Given the canonical centrality of the gathas, it is important to bear in mind that, except in the longest Jatakas, the gathas are by no means always self-explanatory, and, in fact, require a prose commentary to contextualize them, which is provided, more often than not, by the story of the past. In the shortest Jatakas, where the story is built around a single gatha the verse underscores the turning point or the moral of the narrative, and is usually attributed to the Bodhisatta (the Buddha in his previous birth). Such verses frequently have a proverbial ring. Where two or more verses are employed, these are often used to mark out the speech of the protagonists, to comment on the action, and in the process stagger its pace, so that its implications are made explicit.
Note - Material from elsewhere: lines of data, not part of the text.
//! Daemon configuration.
//!
//! Loads configuration from environment variables with sensible defaults.

use crate::error::{DaemonError, DaemonResult};
use std::env;
use std::time::Duration;
use usher_engine::{EngineConfig, DEFAULT_REAPER_INTERVAL_SECS};

// =============================================================================
// Configuration
// =============================================================================

/// Daemon configuration.
#[derive(Debug, Clone)]
pub struct Config {
    /// API server configuration
    pub api: ApiConfig,

    /// Reservation engine timing configuration
    pub engine: EngineConfig,

    /// Payment gateway credentials
    pub gateway: GatewayConfig,

    /// Time between reaper sweeps
    pub reaper_interval: Duration,

    /// Environment (test, development, production)
    pub environment: Environment,
}

/// API server configuration.
#[derive(Debug, Clone)]
pub struct ApiConfig {
    /// Host to bind to
    pub host: String,
    /// Port to bind to
    pub port: u16,
}

/// Payment gateway credentials.
#[derive(Debug, Clone)]
pub struct GatewayConfig {
    /// Secret API key for the gateway REST client
    pub secret_key: String,
    /// Shared secret for webhook signature verification
    pub webhook_secret: String,
}

/// Environment type.
#[derive(Debug, Clone, Copy, PartialEq, Eq)]
pub enum Environment {
    /// Test environment (uses stubs)
    Test,
    /// Development environment
    Development,
    /// Production environment
    Production,
}

impl Config {
    /// Load configuration from environment variables.
    pub fn from_env() -> DaemonResult<Self> {
        // Load .env file if present (ignore errors)
        let _ = dotenvy::dotenv();

        let environment = Self::load_environment()?;
        let api = Self::load_api_config()?;
        let engine = Self::load_engine_config()?;
        let gateway = Self::load_gateway_config(environment)?;
        let reaper_interval = Duration::from_secs(Self::load_u64_env(
            "USHER_REAPER_INTERVAL_SECS",
            DEFAULT_REAPER_INTERVAL_SECS,
        )?);

        Ok(Self {
            api,
            engine,
            gateway,
            reaper_interval,
            environment,
        })
    }

    /// Create test configuration.
    pub fn test() -> Self {
        Self {
            api: ApiConfig {
                host: "127.0.0.1".to_string(),
                port: 0, // Let OS assign port
            },
            engine: EngineConfig::default(),
            gateway: GatewayConfig {
                secret_key: "sk_test_stub".to_string(),
                webhook_secret: "whsec_test".to_string(),
            },
            reaper_interval: Duration::from_secs(DEFAULT_REAPER_INTERVAL_SECS),
            environment: Environment::Test,
        }
    }

    fn load_environment() -> DaemonResult<Environment> {
        let env_str = env::var("USHER_ENVIRONMENT").unwrap_or_else(|_| "development".to_string());

        match env_str.to_lowercase().as_str() {
            "test" => Ok(Environment::Test),
            "development" | "dev" => Ok(Environment::Development),
            "production" | "prod" => Ok(Environment::Production),
            other => Err(DaemonError::Config(format!(
                "Invalid USHER_ENVIRONMENT: {}. Expected: test, development, production",
                other
            ))),
        }
    }

    fn load_api_config() -> DaemonResult<ApiConfig> {
        let host = env::var("USHER_API_HOST").unwrap_or_else(|_| "127.0.0.1".to_string());
        let port_str = env::var("USHER_API_PORT").unwrap_or_else(|_| "8080".to_string());

        let port = port_str
            .parse::<u16>()
            .map_err(|_| DaemonError::Config(format!("Invalid USHER_API_PORT: {}", port_str)))?;

        Ok(ApiConfig { host, port })
    }

    fn load_engine_config() -> DaemonResult<EngineConfig> {
        let defaults = EngineConfig::default();

        let lock_ttl = Duration::from_millis(Self::load_u64_env(
            "USHER_LOCK_TTL_MS",
            defaults.lock_ttl.as_millis() as u64,
        )?);
        let snapshot_ttl = Duration::from_secs(Self::load_u64_env(
            "USHER_SNAPSHOT_TTL_SECS",
            defaults.snapshot_ttl.as_secs(),
        )?);
        let hold_window = Duration::from_secs(Self::load_u64_env(
            "USHER_HOLD_WINDOW_SECS",
            defaults.hold_window.as_secs(),
        )?);
        let session_expiry = Duration::from_secs(Self::load_u64_env(
            "USHER_SESSION_EXPIRY_SECS",
            defaults.session_expiry.as_secs(),
        )?);
        let client_url =
            env::var("USHER_CLIENT_URL").unwrap_or_else(|_| defaults.client_url.clone());

        Ok(EngineConfig {
            lock_ttl,
            snapshot_ttl,
            hold_window,
            session_expiry,
            client_url,
        })
    }

    fn load_gateway_config(environment: Environment) -> DaemonResult<GatewayConfig> {
        // Stub credentials are acceptable everywhere except production
        let secret_key = match env::var("USHER_GATEWAY_SECRET") {
            Ok(key) => key,
            Err(_) if environment == Environment::Production => {
                return Err(DaemonError::Config(
                    "USHER_GATEWAY_SECRET is required in production".to_string(),
                ));
            }
            Err(_) => "sk_test_stub".to_string(),
        };

        let webhook_secret = match env::var("USHER_WEBHOOK_SECRET") {
            Ok(secret) => secret,
            Err(_) if environment == Environment::Production => {
                return Err(DaemonError::Config(
                    "USHER_WEBHOOK_SECRET is required in production".to_string(),
                ));
            }
            Err(_) => "whsec_stub".to_string(),
        };

        Ok(GatewayConfig {
            secret_key,
            webhook_secret,
        })
    }

    fn load_u64_env(key: &str, default: u64) -> DaemonResult<u64> {
        match env::var(key) {
            Ok(val) => val
                .parse::<u64>()
                .map_err(|_| DaemonError::Config(format!("Invalid {} value: {}", key, val))),
            Err(_) => Ok(default),
        }
    }
}

impl Default for Config {
    fn default() -> Self {
        Self {
            api: ApiConfig {
                host: "127.0.0.1".to_string(),
                port: 8080,
            },
            engine: EngineConfig::default(),
            gateway: GatewayConfig {
                secret_key: "sk_test_stub".to_string(),
                webhook_secret: "whsec_stub".to_string(),
            },
            reaper_interval: Duration::from_secs(DEFAULT_REAPER_INTERVAL_SECS),
            environment: Environment::Development,
        }
    }
}

impl std::fmt::Display for Environment {
    fn fmt(&self, f: &mut std::fmt::Formatter<'_>) -> std::fmt::Result {
        match self {
            Environment::Test => write!(f, "test"),
            Environment::Development => write!(f, "development"),
            Environment::Production => write!(f, "production"),
        }
    }
}

// =============================================================================
// Tests
// =============================================================================
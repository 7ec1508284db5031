//! Engine error types.

use thiserror::Error;

use usher_cache::CacheError;
use usher_domain::{DomainError, EventId, OrderId, OrderStatus};
use usher_gateway::GatewayError;
use usher_store::StoreError;

/// Errors surfaced by reservation engine operations.
#[derive(Debug, Error)]
pub enum EngineError {
    /// Lock contended or the lock service failed; nothing was mutated
    #[error("Event is busy, try again")]
    Busy,

    /// Not enough seats remain
    #[error("Sold out: {available} seats remaining")]
    SoldOut {
        /// Seats actually remaining
        available: u32,
    },

    /// The buyer already holds a place at this event
    #[error("Already joined this event")]
    AlreadyJoined,

    /// Organizers may not book their own events
    #[error("Organizers cannot book their own event")]
    SelfBooking,

    /// Free events grant at most one seat per buyer
    #[error("Free events are limited to one seat per buyer")]
    FreeEventCap,

    /// Event does not exist
    #[error("Event not found: {0}")]
    EventNotFound(EventId),

    /// Order does not exist
    #[error("Order not found: {0}")]
    OrderNotFound(OrderId),

    /// Order belongs to a different buyer
    #[error("Order belongs to another buyer")]
    Unauthorized,

    /// Order status does not allow cancellation
    #[error("Order cannot be cancelled in status {status}")]
    CannotCancel {
        /// The status that blocked the cancel
        status: OrderStatus,
    },

    /// Domain validation error
    #[error("Domain error: {0}")]
    Domain(#[from] DomainError),

    /// Store error
    #[error("Store error: {0}")]
    Store(#[from] StoreError),

    /// Cache error
    #[error("Cache error: {0}")]
    Cache(#[from] CacheError),

    /// Gateway error
    #[error("Gateway error: {0}")]
    Gateway(#[from] GatewayError),
}

impl EngineError {
    /// Whether nothing was mutated and the caller may simply retry.
    pub fn is_transient(&self) -> bool {
        match self {
            EngineError::Busy => true,
            EngineError::Cache(_) => true,
            EngineError::Gateway(e) => e.is_transient(),
            EngineError::Store(StoreError::Connection(_)) => true,
            _ => false,
        }
    }

    /// Whether this is a domain conflict rather than a fault.
    ///
    /// Conflicts are final for the request that hit them; retrying without
    /// changed inputs yields the same answer.
    pub fn is_conflict(&self) -> bool {
        matches!(
            self,
            EngineError::SoldOut { .. }
                | EngineError::AlreadyJoined
                | EngineError::SelfBooking
                | EngineError::FreeEventCap
        )
    }
}

/// Result type for engine operations.
pub type EngineResult<T> = Result<T, EngineError>;
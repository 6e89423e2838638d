//! Referrer nodes, keyed by the referring URL.

use crate::encoding::{NodeData, Reader, Writer};
use crate::error::Result;
use crate::hashtab::hash_str;
use crate::node::{BaseNode, NodeKind, StoreNode};

#[derive(Debug, Clone, Default)]
pub struct ReferrerNode {
    pub base: BaseNode,
    pub hits: u64,
    pub visits: u64,
    pub dirty: bool,
}

impl ReferrerNode {
    pub fn new(key: impl Into<String>) -> Self {
        Self {
            base: BaseNode::new(key),
            ..Default::default()
        }
    }

    pub fn group(key: impl Into<String>) -> Self {
        Self {
            base: BaseNode::group(key),
            ..Default::default()
        }
    }

    pub fn key(&self) -> &str {
        &self.base.key
    }

    pub fn key_hash(key: &str) -> u64 {
        hash_str(0, key)
    }
}

impl NodeData for ReferrerNode {
    const VERSION: u16 = 1;

    fn data_size(&self) -> usize {
        self.base.data_size() + 8 * 3
    }

    fn pack_data(&self, w: &mut Writer) {
        self.base.pack(w);
        w.put_u64(self.hits);
        w.put_u64(self.visits);
        w.put_u64(hash_str(0, &self.base.key));
    }

    fn unpack_data(r: &mut Reader, _version: u16) -> Result<Self> {
        let base = BaseNode::unpack(r)?;
        let mut node = Self {
            base,
            ..Default::default()
        };
        node.hits = r.get_u64()?;
        node.visits = r.get_u64()?;
        r.skip(8)?; // value hash
        Ok(node)
    }
}

impl StoreNode for ReferrerNode {
    const KIND: NodeKind = NodeKind::Referrer;

    fn node_id(&self) -> u64 {
        self.base.id
    }

    fn set_node_id(&mut self, id: u64) {
        self.base.id = id;
    }

    fn value_hash(&self) -> u64 {
        hash_str(0, &self.base.key)
    }
}

pub fn field_hits(buf: &[u8]) -> Result<u64> {
    crate::node::skip_base(buf)?.get_u64()
}

pub fn field_value_hash(buf: &[u8]) -> Result<u64> {
    let mut r = crate::node::skip_base(buf)?;
    r.skip(8 * 2)?;
    r.get_u64()
}

#[cfg(test)]
mod tests {
    use super::*;
    use crate::encoding::{pack_record, unpack_record};

    #[test]
    fn test_round_trip() {
        let mut node = ReferrerNode::new("https://search.example/?q=logs");
        node.hits = 7;
        node.visits = 3;
        let buf = pack_record(&node);
        let back: ReferrerNode = unpack_record(&buf).unwrap();
        assert_eq!(back.key(), "https://search.example/?q=logs");
        assert_eq!(back.hits, 7);
        assert_eq!(back.visits, 3);
        assert_eq!(field_hits(&buf).unwrap(), 7);
    }
}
The gathas are repetivive at a number of levels. Many have been traced to other Buddhist works such as the Dhammapada, some have similarities of form and content with epic verse, or with those found in the Pancatantra, many gathas are repeated in different Jatakas in more or less identical contexts.5 While one can talk in terms of borrowing and lending in such a situation, it is perhaps more fruitful to bear in mind that the recitation of a verse in the context of a specific Jataka could evoke a variety of associations which were not necessarily confined within the immediate narrative framework. At the same time, the interpretation of the gatha implicit in the narrative, would add yet another layer to the meanings clustered around the verse.